KPMG team comments on budget
Michiel Els, transfer pricing and international tax, states, "As most are aware there are some material changes to our transfer pricing rules coming into effect on 1 April 2012. To date we are waiting for a new Practice Note addressing the application thereof. This issue was not raised in today's budget speech."
However, the following was mentioned which may have an influence on transfer pricing:
- Foreign non-interest bearing loans to be treated as shares in line with the decision to treat certain forms of debt as shares.
- The introduction of offshore reorganisation provisions to prevent value stripping from South African multinationals
- With the increased rate of dividend withholding taxes, we also anticipate that offshore entities might try to find alternative ways of extracting profits from South Africa.
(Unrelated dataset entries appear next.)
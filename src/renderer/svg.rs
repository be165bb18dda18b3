//! SVG export of draw commands

use std::fs;
use std::io;
use std::path::Path;

use base64::Engine;

use crate::layout::BoundingBox;
use crate::units::SurfaceSize;

use super::draw::{DrawCommand, RectRole, TextAnchor};
use super::SvgConfig;

/// Background used when no wall photo is embedded
const WALL_PLACEHOLDER_FILL: &str = "#f5f5f4";

/// A wall photo to embed in exported SVG
#[derive(Debug, Clone, PartialEq)]
pub struct WallImage {
    pub mime: String,
    pub bytes: Vec<u8>,
}

impl WallImage {
    pub fn new(mime: impl Into<String>, bytes: Vec<u8>) -> Self {
        Self {
            mime: mime.into(),
            bytes,
        }
    }

    /// Read an image file, guessing its MIME type from the extension
    pub fn from_file(path: &Path) -> io::Result<Self> {
        let bytes = fs::read(path)?;
        let ext = path
            .extension()
            .and_then(|e| e.to_str())
            .map(str::to_ascii_lowercase);
        let mime = match ext.as_deref() {
            Some("jpg") | Some("jpeg") => "image/jpeg",
            Some("gif") => "image/gif",
            Some("webp") => "image/webp",
            Some("svg") => "image/svg+xml",
            _ => "image/png",
        };
        Ok(Self::new(mime, bytes))
    }

    /// `data:` URI with the base64-encoded image
    pub fn data_uri(&self) -> String {
        format!(
            "data:{};base64,{}",
            self.mime,
            base64::engine::general_purpose::STANDARD.encode(&self.bytes)
        )
    }
}

/// Accumulates wall, grid, obstacle, frame and label elements in paint order
pub struct SvgBuilder {
    config: SvgConfig,
    elements: Vec<String>,
    indent: usize,
}

impl SvgBuilder {
    pub fn new(config: SvgConfig) -> Self {
        Self {
            config,
            elements: vec![],
            indent: 1,
        }
    }

    fn prefix(&self) -> String {
        self.config.class_prefix.clone().unwrap_or_default()
    }

    fn indent_str(&self) -> String {
        if self.config.pretty_print {
            "  ".repeat(self.indent)
        } else {
            String::new()
        }
    }

    fn newline(&self) -> &str {
        if self.config.pretty_print {
            "\n"
        } else {
            ""
        }
    }

    /// Add an embedded image stretched over `bounds`
    pub fn add_image(&mut self, bounds: &BoundingBox, href: &str) {
        let prefix = self.prefix();
        self.elements.push(format!(
            r#"{}<image class="{}wall" x="{}" y="{}" width="{}" height="{}" preserveAspectRatio="none" href="{}"/>"#,
            self.indent_str(),
            prefix,
            bounds.x,
            bounds.y,
            bounds.width,
            bounds.height,
            escape_xml(href)
        ));
    }

    /// Add a rectangle element
    pub fn add_rect(
        &mut self,
        id: Option<&str>,
        bounds: &BoundingBox,
        class: &str,
        styles: &str,
    ) {
        let prefix = self.prefix();
        let id_attr = id
            .map(|i| format!(r#" id="{}""#, escape_xml(i)))
            .unwrap_or_default();
        let class_list = class
            .split_whitespace()
            .map(|c| format!("{}{}", prefix, c))
            .collect::<Vec<_>>()
            .join(" ");

        self.elements.push(format!(
            r#"{}<rect{} class="{}" x="{}" y="{}" width="{}" height="{}"{}/>"#,
            self.indent_str(),
            id_attr,
            class_list,
            bounds.x,
            bounds.y,
            bounds.width,
            bounds.height,
            styles
        ));
    }

    /// Add a line element
    pub fn add_line(&mut self, x1: f64, y1: f64, x2: f64, y2: f64, styles: &str) {
        let prefix = self.prefix();
        self.elements.push(format!(
            r#"{}<line class="{}grid" x1="{}" y1="{}" x2="{}" y2="{}"{}/>"#,
            self.indent_str(),
            prefix,
            x1,
            y1,
            x2,
            y2,
            styles
        ));
    }

    /// Add a text element
    pub fn add_text(&mut self, text: &str, x: f64, y: f64, anchor: TextAnchor, styles: &str) {
        let prefix = self.prefix();
        let anchor_str = match anchor {
            TextAnchor::Start => "start",
            TextAnchor::Middle => "middle",
        };

        self.elements.push(format!(
            r#"{}<text class="{}label" x="{}" y="{}" text-anchor="{}"{}>{}</text>"#,
            self.indent_str(),
            prefix,
            x,
            y,
            anchor_str,
            styles,
            escape_xml(text)
        ));
    }

    /// Wrap the elements in an `<svg>` root whose viewBox is the surface in pixels
    pub fn build(self, surface: SurfaceSize) -> String {
        let nl = self.newline();

        let mut svg = String::new();

        if self.config.standalone {
            svg.push_str(r#"<?xml version="1.0" encoding="UTF-8"?>"#);
            svg.push_str(nl);
        }

        svg.push_str(&format!(
            r#"<svg xmlns="http://www.w3.org/2000/svg" width="{w}" height="{h}" viewBox="0 0 {w} {h}">"#,
            w = surface.width,
            h = surface.height
        ));
        svg.push_str(nl);

        for elem in &self.elements {
            svg.push_str(elem);
            svg.push_str(nl);
        }

        svg.push_str("</svg>");

        svg
    }
}

/// Render draw commands to an SVG document sized to the surface
///
/// The wall image command embeds `image` when given; otherwise it becomes a
/// flat placeholder rectangle.
pub fn to_svg(
    commands: &[DrawCommand],
    surface: SurfaceSize,
    config: &SvgConfig,
    image: Option<&WallImage>,
) -> String {
    let mut builder = SvgBuilder::new(config.clone());

    for command in commands {
        match command {
            DrawCommand::WallImage { bounds } => match image {
                Some(image) => builder.add_image(bounds, &image.data_uri()),
                None => builder.add_rect(
                    None,
                    bounds,
                    "wall",
                    &format!(r#" fill="{}""#, WALL_PLACEHOLDER_FILL),
                ),
            },
            DrawCommand::Line {
                from,
                to,
                stroke,
                width,
            } => builder.add_line(
                from.x,
                from.y,
                to.x,
                to.y,
                &format_stroke(stroke, *width),
            ),
            DrawCommand::Rect {
                id,
                role,
                bounds,
                fill,
                stroke,
                stroke_width,
            } => {
                let styles = format!(
                    r#" fill="{}"{}"#,
                    escape_xml(fill),
                    format_stroke(stroke, *stroke_width)
                );
                builder.add_rect(id.as_deref(), bounds, role_class(*role), &styles);
            }
            DrawCommand::Text {
                position,
                content,
                font_size,
                fill,
                anchor,
            } => builder.add_text(
                content,
                position.x,
                position.y,
                *anchor,
                &format!(r#" font-size="{}" fill="{}""#, font_size, escape_xml(fill)),
            ),
        }
    }

    builder.build(surface)
}

fn role_class(role: RectRole) -> &'static str {
    match role {
        RectRole::Obstacle => "obstacle",
        RectRole::Frame => "frame",
        RectRole::HoveredFrame => "frame hovered",
        RectRole::SelectedFrame => "frame selected",
        RectRole::Panel => "panel",
    }
}

fn format_stroke(stroke: &str, width: f64) -> String {
    format!(
        r#" stroke="{}" stroke-width="{}""#,
        escape_xml(stroke),
        width
    )
}

/// Escape special XML characters
fn escape_xml(s: &str) -> String {
    s.replace('&', "&amp;")
        .replace('<', "&lt;")
        .replace('>', "&gt;")
        .replace('"', "&quot;")
        .replace('\'', "&apos;")
}

#[cfg(test)]
mod tests {
    use super::*;
    use crate::layout::Point;

    fn compact() -> SvgConfig {
        SvgConfig::inline()
    }

    #[test]
    fn test_escape_xml() {
        assert_eq!(escape_xml("a < b"), "a &lt; b");
        assert_eq!(escape_xml("a & b"), "a &amp; b");
        assert_eq!(escape_xml("<tag>"), "&lt;tag&gt;");
    }

    #[test]
    fn test_data_uri() {
        let image = WallImage::new("image/png", b"hello".to_vec());
        assert_eq!(image.data_uri(), "data:image/png;base64,aGVsbG8=");
    }

    #[test]
    fn test_frame_rect_snapshot() {
        let commands = vec![
            DrawCommand::Rect {
                id: Some("frame-0".to_string()),
                role: RectRole::SelectedFrame,
                bounds: BoundingBox::new(240.0, 144.0, 80.0, 100.0),
                fill: "rgba(147, 51, 234, 0.3)".to_string(),
                stroke: "#9333ea".to_string(),
                stroke_width: 4.0,
            },
            DrawCommand::Text {
                position: Point::new(280.0, 194.0),
                content: "medium portrait".to_string(),
                font_size: 12.0,
                fill: "#374151".to_string(),
                anchor: TextAnchor::Middle,
            },
        ];
        let svg = to_svg(&commands, SurfaceSize::new(600.0, 480.0), &compact(), None);
        insta::assert_snapshot!(svg, @r##"<svg xmlns="http://www.w3.org/2000/svg" width="600" height="480" viewBox="0 0 600 480"><rect id="frame-0" class="pf-frame pf-selected" x="240" y="144" width="80" height="100" fill="rgba(147, 51, 234, 0.3)" stroke="#9333ea" stroke-width="4"/><text class="pf-label" x="280" y="194" text-anchor="middle" font-size="12" fill="#374151">medium portrait</text></svg>"##);
    }

    #[test]
    fn test_wall_placeholder_and_image() {
        let commands = vec![DrawCommand::WallImage {
            bounds: BoundingBox::new(0.0, 0.0, 600.0, 480.0),
        }];
        let surface = SurfaceSize::new(600.0, 480.0);

        let plain = to_svg(&commands, surface, &compact(), None);
        assert!(plain.contains(r#"class="pf-wall""#));
        assert!(plain.contains(WALL_PLACEHOLDER_FILL));
        assert!(!plain.contains("<image"));

        let image = WallImage::new("image/jpeg", vec![0xff, 0xd8, 0xff]);
        let embedded = to_svg(&commands, surface, &compact(), Some(&image));
        assert!(embedded.contains(r#"href="data:image/jpeg;base64,/9j/""#));
    }

    #[test]
    fn test_standalone_pretty_output() {
        let svg = to_svg(&[], SurfaceSize::new(100.0, 50.0), &SvgConfig::default(), None);
        assert!(svg.starts_with(r#"<?xml version="1.0" encoding="UTF-8"?>"#));
        assert!(svg.contains("viewBox=\"0 0 100 50\">\n</svg>"));
    }

    #[test]
    fn test_class_prefix_applies_to_every_class() {
        let commands = vec![DrawCommand::Rect {
            id: Some("a".to_string()),
            role: RectRole::HoveredFrame,
            bounds: BoundingBox::new(0.0, 0.0, 10.0, 10.0),
            fill: "none".to_string(),
            stroke: "#9333ea".to_string(),
            stroke_width: 3.0,
        }];
        let surface = SurfaceSize::new(100.0, 100.0);

        let prefixed = to_svg(&commands, surface, &SvgConfig::inline(), None);
        assert!(prefixed.contains(r#"class="pf-frame pf-hovered""#));

        let bare = to_svg(
            &commands,
            surface,
            &SvgConfig::inline().without_class_prefix(),
            None,
        );
        assert!(bare.contains(r#"class="frame hovered""#));
    }

    #[test]
    fn test_text_is_escaped() {
        let commands = vec![DrawCommand::Text {
            position: Point::new(20.0, 32.0),
            content: "Kids & <pets>".to_string(),
            font_size: 18.0,
            fill: "#000000".to_string(),
            anchor: TextAnchor::Start,
        }];
        let svg = to_svg(&commands, SurfaceSize::new(600.0, 480.0), &compact(), None);
        assert!(svg.contains(">Kids &amp; &lt;pets&gt;</text>"));
        assert!(svg.contains(r#"text-anchor="start""#));
    }
}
Withholding tax on foreign payments
Roy Naudé, associate director in international tax, comments, "In order to achieve a uniform rate, it is proposed that the current withholding tax rate in relation to royalties paid to non-residents be increased from the existing rate of 12% to 15% and similarly, the withholding tax on interest will be increased from 10% to 15%, once it comes into effect from 2013. It is further proposed that the various procedures in relation to these regimes be streamlined."
Financial transaction tax
Brokers are exempt from securities transfer tax (STT) on shares bought as beneficial owner. The Minister announced that brokers would become subject to STT on such purposes, albeit at a lower rate than the standard 0.25%. (The lower rate has not been announced.)
Ominously, the Minister announced that the feasibility of levying STT on derivatives would be investigated. However, shares purchased to support derivative hedging will qualify for the lower STT rate. Effective date: 1 April 2013
Mark-to-market taxation of financial instruments
SA tax law adopts a fragmented approach to recognise gains/losses on financial instruments based on market value movements.
Generally, corporate traders may recognise unrealised losses but do not have to account for unrealised gains on financial instruments other than shares. In addition, an elective procedure allows certain but not all classes of debt and derivative instruments to be taxed on a mark-to-market basis. The scope of this dispensation in relation to instruments with residual obligations is currently under dispute. Foreign exchange movements on debt instruments are recognised on a mark-to-market methodology that differs from the accounting methods.
Against this background, the Minister announced that a concerted but cautious move to greater alignment of the tax and accounting treatment of financial instruments.
The treatment of foreign currency instruments will be prioritised. The elective regime will be expanded to cover a wider set of assets and liabilities, subject to pre-approval by SARS. Ongoing changes will be made over several years, comments Stephan Minne, director in tax services.
On the subject of estate and capital gains tax, Mohammed Jada, associate director: corporate tax, points out that Pravin has increased capital gains tax rates and this will have a negative impact on taxpayers' pockets. What is disappointing is that no change to estate duty has been made. It is uncommon to find both capital gains tax and estate duty in the tax system. We welcome a repeal of an estate duty in the near future.